9. Zeiss Grossplanetarium
At its opening in 1987, it was the most advanced planetarium in East Germany and after the recent renovation it has upped the scientific, technology and comfort factor ante once again to become one of the most modern in Europe. It's a beautiful space to delve into the mysteries not only of the cosmos but of science in general. Many programs are in English, some are set to music, others are geared to children. Tickets are available online.

10. Museum Island
Museum Island is an area of Berlin that is home to five of the city’s most imponent museums, encompassing 6000 years' worth of art, artefacts, sculpture and architecture from Europe and beyond. The architecture of the buildings and the amount of history locked between their walls has made Museum Island a UNESCO World Heritage site in and of itself.

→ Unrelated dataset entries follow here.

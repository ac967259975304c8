use std::sync::Arc;

use bellhop_core::{
    Appointment, AppointmentId, AppointmentStatus, Clock, JobKey, ReminderKind, ReminderPayload,
};
use bellhop_queue::{JobQueue, NewJob};
use chrono::{DateTime, Utc};
use serde::Serialize;
use tracing::{debug, info, instrument};

use crate::error::{ReminderError, Result};

/// One reminder that was put on the queue.
#[derive(Debug, Clone, PartialEq, Eq, Serialize)]
pub struct ScheduledReminder {
    pub kind: ReminderKind,
    pub job_key: JobKey,
    pub fire_at: DateTime<Utc>,
    /// An earlier job under the same key was overwritten.
    pub replaced: bool,
}

#[derive(Debug, Clone, PartialEq, Eq, Serialize)]
pub struct ScheduleResult {
    pub appointment_id: AppointmentId,
    /// In fire order.
    pub scheduled: Vec<ScheduledReminder>,
    /// Kinds whose fire time had already passed.
    pub skipped: Vec<ReminderKind>,
}

impl ScheduleResult {
    pub fn kinds(&self) -> Vec<ReminderKind> {
        self.scheduled.iter().map(|r| r.kind).collect()
    }
}

/// Enqueues the reminder jobs of an appointment.
///
/// Job keys are derived from `(appointment, kind)`, so scheduling the same
/// appointment again replaces its jobs rather than adding new ones.
pub struct Scheduler {
    queue: Arc<dyn JobQueue>,
    clock: Arc<dyn Clock>,
}

impl Scheduler {
    pub fn new(queue: Arc<dyn JobQueue>, clock: Arc<dyn Clock>) -> Self {
        Self { queue, clock }
    }

    #[instrument(skip(self, appointment), fields(appointment_id = %appointment.id))]
    pub fn schedule(&self, appointment: &Appointment) -> Result<ScheduleResult> {
        let now = self.clock.now();
        validate(appointment, now)?;

        let mut result = ScheduleResult {
            appointment_id: appointment.id.clone(),
            scheduled: Vec::new(),
            skipped: Vec::new(),
        };

        for kind in ReminderKind::ALL {
            let fire_at = kind.fire_at(appointment.start_time);
            if fire_at <= now {
                debug!(%kind, %fire_at, "fire time already passed, skipping");
                result.skipped.push(kind);
                continue;
            }

            let payload = ReminderPayload::snapshot(appointment, kind);
            let job = NewJob {
                job_key: JobKey::derive(&appointment.id, kind),
                appointment_id: appointment.id.clone(),
                kind,
                payload: serde_json::to_string(&payload)?,
            };
            let job_ref = self.queue.enqueue_delayed(job, fire_at - now)?;
            result.scheduled.push(ScheduledReminder {
                kind,
                job_key: job_ref.job_key,
                fire_at: job_ref.fire_at,
                replaced: job_ref.replaced,
            });
        }

        info!(
            scheduled = result.scheduled.len(),
            skipped = result.skipped.len(),
            start_time = %appointment.start_time,
            "reminders scheduled"
        );
        Ok(result)
    }
}

fn validate(appointment: &Appointment, now: DateTime<Utc>) -> Result<()> {
    if appointment.id.as_str().trim().is_empty() {
        return Err(ReminderError::InvalidInput("appointment id is empty".into()));
    }
    if appointment.status != AppointmentStatus::Scheduled {
        return Err(ReminderError::InvalidInput(format!(
            "appointment {} is {}, only SCHEDULED appointments get reminders",
            appointment.id,
            appointment.status.as_str()
        )));
    }
    if appointment.start_time <= now {
        return Err(ReminderError::InvalidInput(format!(
            "appointment {} starts at {}, which is not in the future",
            appointment.id, appointment.start_time
        )));
    }
    if appointment.end_time < appointment.start_time {
        return Err(ReminderError::InvalidInput(format!(
            "appointment {} ends before it starts",
            appointment.id
        )));
    }
    if appointment.contact().is_none() {
        return Err(ReminderError::InvalidInput(format!(
            "appointment {} has no recipient contact",
            appointment.id
        )));
    }
    Ok(())
}

#[cfg(test)]
mod tests {
    use super::*;
    use bellhop_core::ManualClock;
    use bellhop_queue::{JobState, SqliteJobQueue};
    use chrono::{Duration, TimeZone};
    use rusqlite::Connection;

    fn setup() -> (Scheduler, Arc<SqliteJobQueue>, Arc<ManualClock>) {
        let clock = Arc::new(ManualClock::new(
            Utc.with_ymd_and_hms(2026, 4, 1, 9, 0, 0).unwrap(),
        ));
        let queue = Arc::new(
            SqliteJobQueue::new(
                Connection::open_in_memory().unwrap(),
                clock.clone(),
                Duration::minutes(5),
            )
            .unwrap(),
        );
        (Scheduler::new(queue.clone(), clock.clone()), queue, clock)
    }

    fn appointment_in(clock: &ManualClock, lead: Duration) -> Appointment {
        let start = clock.now() + lead;
        Appointment {
            id: AppointmentId::from("appt-7"),
            start_time: start,
            end_time: start + Duration::hours(1),
            status: AppointmentStatus::Scheduled,
            recipient_contact: Some("pat@example.com".into()),
            counterparty_name: None,
            notes: None,
            join_reference: None,
        }
    }

    #[test]
    fn far_future_gets_all_three() {
        let (scheduler, _queue, clock) = setup();
        let appt = appointment_in(&clock, Duration::hours(48));
        let result = scheduler.schedule(&appt).unwrap();

        assert_eq!(result.kinds(), ReminderKind::ALL.to_vec());
        assert!(result.skipped.is_empty());
        let fire_times: Vec<_> = result.scheduled.iter().map(|r| r.fire_at).collect();
        assert_eq!(
            fire_times,
            vec![
                appt.start_time - Duration::hours(24),
                appt.start_time - Duration::hours(1),
                appt.start_time - Duration::minutes(2),
            ]
        );
    }

    #[test]
    fn thirty_minutes_out_only_at_time() {
        let (scheduler, _queue, clock) = setup();
        let appt = appointment_in(&clock, Duration::minutes(30));
        let result = scheduler.schedule(&appt).unwrap();
        assert_eq!(result.kinds(), vec![ReminderKind::AtTime]);
        assert_eq!(result.skipped, vec![ReminderKind::H24, ReminderKind::H1]);
    }

    #[test]
    fn inside_two_minute_window_schedules_nothing() {
        let (scheduler, queue, clock) = setup();
        let appt = appointment_in(&clock, Duration::seconds(90));
        let result = scheduler.schedule(&appt).unwrap();
        assert!(result.scheduled.is_empty());
        assert_eq!(result.skipped.len(), 3);
        assert_eq!(queue.stats(0).unwrap().pending, 0);
    }

    #[test]
    fn rejects_past_start_and_missing_contact() {
        let (scheduler, queue, clock) = setup();

        let past = appointment_in(&clock, Duration::minutes(-5));
        assert!(matches!(
            scheduler.schedule(&past),
            Err(ReminderError::InvalidInput(_))
        ));

        let mut blank = appointment_in(&clock, Duration::hours(3));
        blank.recipient_contact = Some("   ".into());
        assert!(matches!(
            scheduler.schedule(&blank),
            Err(ReminderError::InvalidInput(_))
        ));

        assert_eq!(queue.stats(0).unwrap().pending, 0);
    }

    #[test]
    fn rejects_appointments_that_are_not_scheduled() {
        let (scheduler, queue, clock) = setup();
        for status in [
            AppointmentStatus::Cancelled,
            AppointmentStatus::Completed,
            AppointmentStatus::NoShow,
            AppointmentStatus::InProgress,
        ] {
            let mut appt = appointment_in(&clock, Duration::hours(30));
            appt.status = status;
            let err = scheduler.schedule(&appt).unwrap_err();
            assert!(
                matches!(&err, ReminderError::InvalidInput(msg) if msg.contains(status.as_str())),
                "{status:?}: {err}"
            );
        }
        assert_eq!(queue.stats(0).unwrap().pending, 0);
        assert!(queue.jobs_for(&AppointmentId::from("appt-7")).unwrap().is_empty());
    }

    #[test]
    fn scheduling_twice_keeps_one_job_per_kind() {
        let (scheduler, queue, clock) = setup();
        let appt = appointment_in(&clock, Duration::hours(30));
        let first = scheduler.schedule(&appt).unwrap();
        assert!(first.scheduled.iter().all(|r| !r.replaced));

        let second = scheduler.schedule(&appt).unwrap();
        assert!(second.scheduled.iter().all(|r| r.replaced));

        let jobs = queue.jobs_for(&appt.id).unwrap();
        assert_eq!(jobs.len(), 3);
        assert!(jobs.iter().all(|j| j.state == JobState::Pending));
        let h1 = JobKey::derive(&appt.id, ReminderKind::H1);
        assert_eq!(jobs.iter().filter(|j| j.job_key == h1).count(), 1);
    }

    #[test]
    fn payload_carries_start_snapshot() {
        let (scheduler, queue, clock) = setup();
        let appt = appointment_in(&clock, Duration::hours(2));
        scheduler.schedule(&appt).unwrap();

        clock.set(appt.start_time - Duration::hours(1));
        let claim = queue.dequeue_due().unwrap().unwrap();
        let payload: ReminderPayload = serde_json::from_str(&claim.payload).unwrap();
        assert_eq!(payload.kind, ReminderKind::H1);
        assert_eq!(payload.snapshot_start_time, appt.start_time);
        assert_eq!(payload.recipient_contact.as_deref(), Some("pat@example.com"));
    }
}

Walk through ancient Babylon, meet an Egyptian queen, clamber up a Greek altar or be mesmerised by Monet's ethereal landscapes. The complex of buildings occupies the entire northern half of the little Spree Island where Berlin was born in the 13th century.
The first museum built was the Altes Museum, which houses Greek, Etruscan and Roman treasures. Behind it, the Neues Museum showcases the Egyptian collection, most famously the bust of Queen Nefertiti, and also houses the Museum of Pre- and Early History. The temple-like Alte Nationalgalerie focuses on the 19th-century European art. The island's top draw is the Pergamon museum, with its monumental architecture from ancient worlds, including the stunning Ishtar Gate from Babylon. Pergamon is currently under restoration and will be open in 2019. The Bode-Museum, at the island's northern corner, is famous for its medieval sculptures.

Spread across the city, a tour that reaches all the stops presented here would take more than a day. If you want to visit them all, we recommend you to book accommodation along this itinerary, two or three nights. Then, after a day full of discovers, you can relax in the bars, restaurants and clubs nearby your hotel or motel. Good luck in discovering the German spirit of life.